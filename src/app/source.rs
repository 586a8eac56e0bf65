//! Source document rendering for `LensApp`.

use std::time::Instant;

use eframe::egui;
use mindmap_lens::highlight::SourcePanel;

use super::LensApp;
use crate::ui::{element_frame, role_text};

impl LensApp {
    /// Decorated source elements; honours a due scroll request.
    pub fn draw_source(&mut self, ui: &mut egui::Ui, ctx: &egui::Context) {
        let panel = self.aligner.panel_mut();
        if !panel.is_visible() {
            ui.centered_and_justified(|ui| {
                ui.label("Source panel hidden");
            });
            return;
        }

        let now = Instant::now();
        let scroll_to = panel.take_due_scroll(now);
        if let Some(due) = panel.scroll_deadline() {
            ctx.request_repaint_after(due.saturating_duration_since(now));
        }

        let panel = self.aligner.panel();
        let document = panel.document();
        if !document.title.is_empty() {
            ui.heading(&document.title);
            ui.separator();
        }

        egui::ScrollArea::vertical()
            .id_salt("source_scroll")
            .auto_shrink([false, false])
            .show(ui, |ui| {
                for element in &document.elements {
                    let style = panel.style_of(element.id);
                    let response = element_frame(&style)
                        .show(ui, |ui| {
                            ui.set_width(ui.available_width());
                            ui.label(role_text(element.role, &element.text));
                        })
                        .response;
                    if scroll_to == Some(element.id) {
                        response.scroll_to_me(Some(egui::Align::Center));
                    }
                    ui.add_space(4.0);
                }
            });
    }
}
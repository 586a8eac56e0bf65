//! `LensApp` — the side-by-side outline / source viewer.
//!
//! - `panel`   — `SourcePanel` implementation for the source view
//! - `toolbar` — source visibility, clear, status line
//! - `outline` — clickable outline tree (left side panel)
//! - `source`  — decorated source document (central panel)

pub mod panel;
pub mod toolbar;
pub mod outline;
pub mod source;

use std::time::Instant;

use eframe::egui;
use mindmap_lens::outline::{Outline, OutlineSource};
use mindmap_lens::{AlignError, HighlightReport, SourceAligner};

use panel::ViewerPanel;

pub struct LensApp {
    pub aligner: SourceAligner<String, ViewerPanel>,
    /// Parsed copy of the aligner's outline, for drawing
    pub outline: Outline,
    pub selected: Option<usize>,
    pub status: String,
    pub dark_mode: bool,
}

impl LensApp {
    pub fn new(aligner: SourceAligner<String, ViewerPanel>) -> Self {
        let outline = aligner.outline().snapshot();
        let status = format!(
            "{} outline nodes, {} source elements",
            outline.len(),
            aligner.panel().document().len()
        );
        Self {
            aligner,
            outline,
            selected: None,
            status,
            dark_mode: false,
        }
    }

    /// Highlight the source passages for outline node `idx`.
    pub fn select_node(&mut self, idx: usize, ctx: &egui::Context) {
        let Some(node) = self.outline.nodes.get(idx).cloned() else {
            return;
        };
        self.selected = Some(idx);
        let result = self.aligner.highlight_source_paragraph(&node.text, node.level);
        self.status = describe(&node.text, &result);
        if let Some(due) = self.aligner.panel().scroll_deadline() {
            ctx.request_repaint_after(due.saturating_duration_since(Instant::now()));
        }
    }

    pub fn clear_highlight(&mut self) {
        self.selected = None;
        let restored = self.aligner.clear_source_highlight();
        self.status = format!("Cleared {} highlighted element(s)", restored);
    }

    pub fn set_source_visible(&mut self, visible: bool) {
        if !visible {
            self.clear_highlight();
        }
        self.aligner.panel_mut().set_visible(visible);
    }
}

fn describe(node: &str, result: &Result<HighlightReport, AlignError>) -> String {
    match result {
        Ok(report) => format!(
            "\"{}\": {} match(es) via {} tier",
            crate::ui::truncate_str(node, 40),
            report.count(),
            report.tier
        ),
        Err(AlignError::NoMatchFound { .. }) => format!(
            "\"{}\": no matching passage in the source",
            crate::ui::truncate_str(node, 40)
        ),
        Err(e) => e.to_string(),
    }
}

impl eframe::App for LensApp {
    fn update(&mut self, ctx: &egui::Context, _frame: &mut eframe::Frame) {
        ctx.set_visuals(if self.dark_mode {
            egui::Visuals::dark()
        } else {
            egui::Visuals::light()
        });

        egui::TopBottomPanel::top("toolbar").show(ctx, |ui| {
            self.draw_toolbar(ui);
        });

        egui::SidePanel::left("outline")
            .resizable(true)
            .default_width(320.0)
            .show(ctx, |ui| {
                self.draw_outline(ui, ctx);
            });

        egui::CentralPanel::default().show(ctx, |ui| {
            self.draw_source(ui, ctx);
        });
    }
}
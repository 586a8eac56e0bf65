pub mod parser;

use std::fmt;

/// Structural role of a text-bearing source element.
#[derive(Debug, Clone, Copy, PartialEq, Eq, Hash)]
pub enum ElementRole {
    /// `h1`..`h6`, level 1..=6
    Heading(u8),
    Paragraph,
    ListItem,
    TableCell,
    /// Any other container that carries its own text
    Generic,
}

impl ElementRole {
    /// Map an HTML tag name to a role, `None` for tags that are not
    /// text-bearing on their own.
    pub fn from_tag(tag: &str) -> Option<Self> {
        match tag {
            "h1" => Some(Self::Heading(1)),
            "h2" => Some(Self::Heading(2)),
            "h3" => Some(Self::Heading(3)),
            "h4" => Some(Self::Heading(4)),
            "h5" => Some(Self::Heading(5)),
            "h6" => Some(Self::Heading(6)),
            "p" => Some(Self::Paragraph),
            "li" => Some(Self::ListItem),
            "td" | "th" => Some(Self::TableCell),
            "div" | "section" | "article" | "blockquote" | "pre" | "figcaption" | "dd" | "dt"
            | "summary" | "caption" => Some(Self::Generic),
            _ => None,
        }
    }

    pub fn is_heading(self) -> bool {
        matches!(self, Self::Heading(_))
    }

    /// Short tag-like label used in logs and CLI output.
    pub fn label(self) -> &'static str {
        match self {
            Self::Heading(1) => "h1",
            Self::Heading(2) => "h2",
            Self::Heading(3) => "h3",
            Self::Heading(4) => "h4",
            Self::Heading(5) => "h5",
            Self::Heading(_) => "h6",
            Self::Paragraph => "p",
            Self::ListItem => "li",
            Self::TableCell => "td",
            Self::Generic => "div",
        }
    }
}

/// Sequential index of an element in document order.
#[derive(Debug, Clone, Copy, PartialEq, Eq, PartialOrd, Ord, Hash)]
pub struct ElementId(pub usize);

impl ElementId {
    #[inline]
    pub fn index(self) -> usize {
        self.0
    }
}

impl fmt::Display for ElementId {
    fn fmt(&self, f: &mut fmt::Formatter<'_>) -> fmt::Result {
        write!(f, "#{}", self.0)
    }
}

/// One text-bearing node of the rendered source document.
#[derive(Debug, Clone, PartialEq)]
pub struct SourceElement {
    pub id: ElementId,
    pub role: ElementRole,
    pub text: String,
}

/// Immutable, document-ordered snapshot of the source panel.
#[derive(Debug, Clone, Default)]
pub struct SourceDocument {
    pub url: String,
    pub title: String,
    pub elements: Vec<SourceElement>,
}

impl SourceDocument {
    /// Build a snapshot from `(role, text)` pairs; ids follow slice order.
    pub fn from_elements<I, S>(items: I) -> Self
    where
        I: IntoIterator<Item = (ElementRole, S)>,
        S: Into<String>,
    {
        let elements = items
            .into_iter()
            .enumerate()
            .map(|(i, (role, text))| SourceElement {
                id: ElementId(i),
                role,
                text: text.into(),
            })
            .collect();
        Self {
            elements,
            ..Self::default()
        }
    }

    pub fn len(&self) -> usize {
        self.elements.len()
    }

    pub fn is_empty(&self) -> bool {
        self.elements.is_empty()
    }

    pub fn get(&self, id: ElementId) -> Option<&SourceElement> {
        self.elements.get(id.index())
    }
}

#[derive(Debug, Clone, Copy, PartialEq, Eq)]
pub enum NodeType {
    Element,
    Text,
}

/// Parsed HTML node, kept only long enough to flatten into a
/// [`SourceDocument`].
#[derive(Debug, Clone)]
pub struct DomNode {
    pub tag: String,
    pub text: String,
    pub children: Vec<DomNode>,
    pub node_type: NodeType,
}

impl DomNode {
    pub fn element(tag: impl Into<String>, children: Vec<DomNode>) -> Self {
        Self {
            tag: tag.into(),
            text: String::new(),
            children,
            node_type: NodeType::Element,
        }
    }

    pub fn text(content: impl Into<String>) -> Self {
        Self {
            tag: String::new(),
            text: content.into(),
            children: Vec::new(),
            node_type: NodeType::Text,
        }
    }

    /// Collect all descendant text, whitespace collapsed.
    pub fn collect_text(&self) -> String {
        let mut buf = String::new();
        self.collect_text_inner(&mut buf);
        buf
    }

    fn collect_text_inner(&self, buf: &mut String) {
        for word in self.text.split_whitespace() {
            if !buf.is_empty() {
                buf.push(' ');
            }
            buf.push_str(word);
        }
        for child in &self.children {
            child.collect_text_inner(buf);
        }
    }

    /// Whether any direct child is a non-blank text node.
    pub fn has_own_text(&self) -> bool {
        self.children
            .iter()
            .any(|c| c.node_type == NodeType::Text && !c.text.trim().is_empty())
    }
}
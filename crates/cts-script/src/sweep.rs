//! Sweep procedures
//!
//! Provides the [`SweepProcedure`] trait and the two procedures that decide
//! what each run toggles:
//!
//! - [`DisableSweep`]: start from every group on, switch one group off per run
//! - [`EnableSweep`]: start from BAU, switch one group on per run
//!
//! Both plan `groups + 2` runs.

use std::fmt;
use std::str::FromStr;

use cts_catalog::{SelectedPolicy, Selection};
use serde::{Deserialize, Serialize};

use crate::error::ScriptError;
use crate::run::{Annotation, Assignment, Run, RunScope, ToggleKind};

/// Plans the ordered runs of a contribution sweep
pub trait SweepProcedure: fmt::Debug {
    /// Runs to perform, in execution order
    ///
    /// `schedule` is written into every run's schedule selector.
    fn plan(&self, selection: &Selection, schedule: u32) -> Vec<Run>;

    /// Annotation prefix used by this procedure
    fn kind(&self) -> ToggleKind;

    /// Procedure name (for logs)
    fn name(&self) -> &'static str;
}

/// Sweep mode selected by configuration
#[derive(Debug, Clone, Copy, Default, PartialEq, Eq, Hash, Serialize, Deserialize)]
pub enum SweepMode {
    /// Enable one group at a time near BAU
    #[serde(alias = "enable", alias = "ENABLE")]
    Enable,
    /// Disable one group at a time near the full-policy case
    #[default]
    #[serde(alias = "disable", alias = "DISABLE")]
    Disable,
}

impl SweepMode {
    /// Procedure implementing this mode
    ///
    /// `reassert_all` only affects [`SweepMode::Enable`]; see [`EnableSweep`].
    #[must_use]
    pub fn procedure(self, reassert_all: bool) -> Box<dyn SweepProcedure> {
        match self {
            Self::Enable => Box::new(EnableSweep::new().with_reassert_all(reassert_all)),
            Self::Disable => Box::new(DisableSweep::new()),
        }
    }
}

impl FromStr for SweepMode {
    type Err = ScriptError;

    fn from_str(s: &str) -> Result<Self, Self::Err> {
        match s.trim().to_ascii_lowercase().as_str() {
            "enable" => Ok(Self::Enable),
            "disable" => Ok(Self::Disable),
            _ => Err(ScriptError::UnknownMode(s.to_string())),
        }
    }
}

impl fmt::Display for SweepMode {
    fn fmt(&self, f: &mut fmt::Formatter<'_>) -> fmt::Result {
        f.write_str(match self {
            Self::Enable => "Enable",
            Self::Disable => "Disable",
        })
    }
}

fn assign<'a>(policies: impl IntoIterator<Item = &'a SelectedPolicy>) -> Vec<Assignment> {
    policies
        .into_iter()
        .map(|p| Assignment {
            variable: p.long_name().to_string(),
            value: p.value(),
        })
        .collect()
}

fn short_names<'a>(policies: impl IntoIterator<Item = &'a SelectedPolicy>) -> Vec<String> {
    policies
        .into_iter()
        .map(|p| p.short_name().to_string())
        .collect()
}

/// Tests each group's contribution near the full-policy case
///
/// 1. every policy on (`None`)
/// 2. per group: every policy outside the group on (`<group>`)
/// 3. nothing on, the BAU case (`All`)
#[derive(Debug, Clone, Copy, Default)]
pub struct DisableSweep;

impl DisableSweep {
    /// Create procedure
    #[inline]
    #[must_use]
    pub fn new() -> Self {
        Self
    }
}

impl SweepProcedure for DisableSweep {
    fn plan(&self, selection: &Selection, schedule: u32) -> Vec<Run> {
        let kind = self.kind();
        let mut runs = Vec::with_capacity(selection.groups().len() + 2);

        runs.push(Run::new(
            assign(selection.policies()),
            schedule,
            Annotation::new(kind, RunScope::None),
        ));

        for group in selection.groups() {
            let scope = RunScope::Group {
                name: group.name().to_string(),
                policies: short_names(selection.members(group)),
            };
            runs.push(Run::new(
                assign(selection.non_members(group)),
                schedule,
                Annotation::new(kind, scope),
            ));
        }

        runs.push(Run::new(Vec::new(), schedule, Annotation::new(kind, RunScope::All)));
        runs
    }

    fn kind(&self) -> ToggleKind {
        ToggleKind::Disabled
    }

    fn name(&self) -> &'static str {
        "disable"
    }
}

/// Tests each group's contribution near BAU
///
/// 1. nothing on (`None`)
/// 2. per group: only the group's policies on (`<group>`)
/// 3. every policy on (`All`)
///
/// Simulator assignments do not carry over between runs, so the final run
/// re-asserts every policy by default. With `reassert_all` off it emits only
/// the schedule selector, as older scripts did.
#[derive(Debug, Clone, Copy)]
pub struct EnableSweep {
    reassert_all: bool,
}

impl EnableSweep {
    /// Create procedure that re-asserts every policy in the final run
    #[inline]
    #[must_use]
    pub fn new() -> Self {
        Self { reassert_all: true }
    }

    /// Set whether the final run re-asserts every policy
    #[inline]
    #[must_use]
    pub fn with_reassert_all(mut self, reassert_all: bool) -> Self {
        self.reassert_all = reassert_all;
        self
    }
}

impl Default for EnableSweep {
    fn default() -> Self {
        Self::new()
    }
}

impl SweepProcedure for EnableSweep {
    fn plan(&self, selection: &Selection, schedule: u32) -> Vec<Run> {
        let kind = self.kind();
        let mut runs = Vec::with_capacity(selection.groups().len() + 2);

        runs.push(Run::new(Vec::new(), schedule, Annotation::new(kind, RunScope::None)));

        for group in selection.groups() {
            let scope = RunScope::Group {
                name: group.name().to_string(),
                policies: short_names(selection.members(group)),
            };
            runs.push(Run::new(
                assign(selection.members(group)),
                schedule,
                Annotation::new(kind, scope),
            ));
        }

        let all = if self.reassert_all {
            assign(selection.policies())
        } else {
            Vec::new()
        };
        runs.push(Run::new(all, schedule, Annotation::new(kind, RunScope::All)));
        runs
    }

    fn kind(&self) -> ToggleKind {
        ToggleKind::Enabled
    }

    fn name(&self) -> &'static str {
        "enable"
    }
}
══════════════════════════════
- **About this exercise**
For this task, write out exactly the lines of the entries above, starting at the line with "pub fn draw_source(&mut" and ending at the line with "document (central panel)", both included, and no others.

- **Response to the task**
    pub fn draw_source(&mut self, ui: &mut egui::Ui, ctx: &egui::Context) {
        let panel = self.aligner.panel_mut();
        if !panel.is_visible() {
            ui.centered_and_justified(|ui| {
                ui.label("Source panel hidden");
            });
            return;
        }

        let now = Instant::now();
        let scroll_to = panel.take_due_scroll(now);
        if let Some(due) = panel.scroll_deadline() {
            ctx.request_repaint_after(due.saturating_duration_since(now));
        }

        let panel = self.aligner.panel();
        let document = panel.document();
        if !document.title.is_empty() {
            ui.heading(&document.title);
            ui.separator();
        }

        egui::ScrollArea::vertical()
            .id_salt("source_scroll")
            .auto_shrink([false, false])
            .show(ui, |ui| {
                for element in &document.elements {
                    let style = panel.style_of(element.id);
                    let response = element_frame(&style)
                        .show(ui, |ui| {
                            ui.set_width(ui.available_width());
                            ui.label(role_text(element.role, &element.text));
                        })
                        .response;
                    if scroll_to == Some(element.id) {
                        response.scroll_to_me(Some(egui::Align::Center));
                    }
                    ui.add_space(4.0);
                }
            });
    }
}
repository 586a8eac56e0bf65
//! `LensApp` — the side-by-side outline / source viewer.
//!
//! - `panel`   — `SourcePanel` implementation for the source view
//! - `toolbar` — source visibility, clear, status line
//! - `outline` — clickable outline tree (left side panel)
//! - `source`  — decorated source document (central panel)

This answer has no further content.